- Records for processing:
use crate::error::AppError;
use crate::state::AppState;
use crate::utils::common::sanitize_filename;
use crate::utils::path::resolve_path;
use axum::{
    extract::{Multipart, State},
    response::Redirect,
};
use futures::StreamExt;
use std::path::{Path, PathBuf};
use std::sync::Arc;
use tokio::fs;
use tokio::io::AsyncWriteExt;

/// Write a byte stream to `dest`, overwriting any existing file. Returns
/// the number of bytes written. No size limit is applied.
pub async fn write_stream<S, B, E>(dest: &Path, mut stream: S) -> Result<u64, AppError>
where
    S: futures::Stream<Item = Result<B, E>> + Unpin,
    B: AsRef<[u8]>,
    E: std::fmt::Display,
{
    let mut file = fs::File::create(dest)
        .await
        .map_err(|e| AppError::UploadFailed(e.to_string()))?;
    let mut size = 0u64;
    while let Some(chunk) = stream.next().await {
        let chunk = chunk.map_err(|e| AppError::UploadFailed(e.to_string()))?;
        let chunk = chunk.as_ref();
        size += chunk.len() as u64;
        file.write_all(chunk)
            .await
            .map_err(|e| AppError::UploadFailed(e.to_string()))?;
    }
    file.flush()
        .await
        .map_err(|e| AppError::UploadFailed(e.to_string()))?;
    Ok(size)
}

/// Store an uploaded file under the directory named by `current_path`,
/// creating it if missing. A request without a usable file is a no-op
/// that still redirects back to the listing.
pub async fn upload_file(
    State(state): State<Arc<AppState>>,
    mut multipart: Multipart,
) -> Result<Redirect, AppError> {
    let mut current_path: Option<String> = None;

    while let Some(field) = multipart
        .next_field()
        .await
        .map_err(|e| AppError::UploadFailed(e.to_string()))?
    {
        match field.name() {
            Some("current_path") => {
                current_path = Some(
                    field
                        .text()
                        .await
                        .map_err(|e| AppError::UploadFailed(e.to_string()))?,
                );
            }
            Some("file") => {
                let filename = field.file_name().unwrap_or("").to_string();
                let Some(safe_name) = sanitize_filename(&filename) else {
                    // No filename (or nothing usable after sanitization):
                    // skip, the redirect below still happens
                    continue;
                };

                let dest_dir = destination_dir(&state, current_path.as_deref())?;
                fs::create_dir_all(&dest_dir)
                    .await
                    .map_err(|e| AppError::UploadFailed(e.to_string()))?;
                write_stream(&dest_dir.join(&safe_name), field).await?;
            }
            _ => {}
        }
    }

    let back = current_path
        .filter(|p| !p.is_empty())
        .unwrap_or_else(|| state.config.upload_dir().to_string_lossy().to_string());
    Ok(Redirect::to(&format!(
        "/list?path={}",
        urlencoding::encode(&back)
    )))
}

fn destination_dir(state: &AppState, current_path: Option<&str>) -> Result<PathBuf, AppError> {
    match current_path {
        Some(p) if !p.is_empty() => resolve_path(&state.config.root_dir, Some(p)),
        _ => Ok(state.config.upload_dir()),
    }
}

- Task prompt: Copy out, from the listing above, every line that contains the string "Some".

- Written reply:
    while let Some(chunk) = stream.next().await {
    while let Some(field) = multipart
            Some("current_path") => {
                current_path = Some(
            Some("file") => {
                let Some(safe_name) = sanitize_filename(&filename) else {
        Some(p) if !p.is_empty() => resolve_path(&state.config.root_dir, Some(p)),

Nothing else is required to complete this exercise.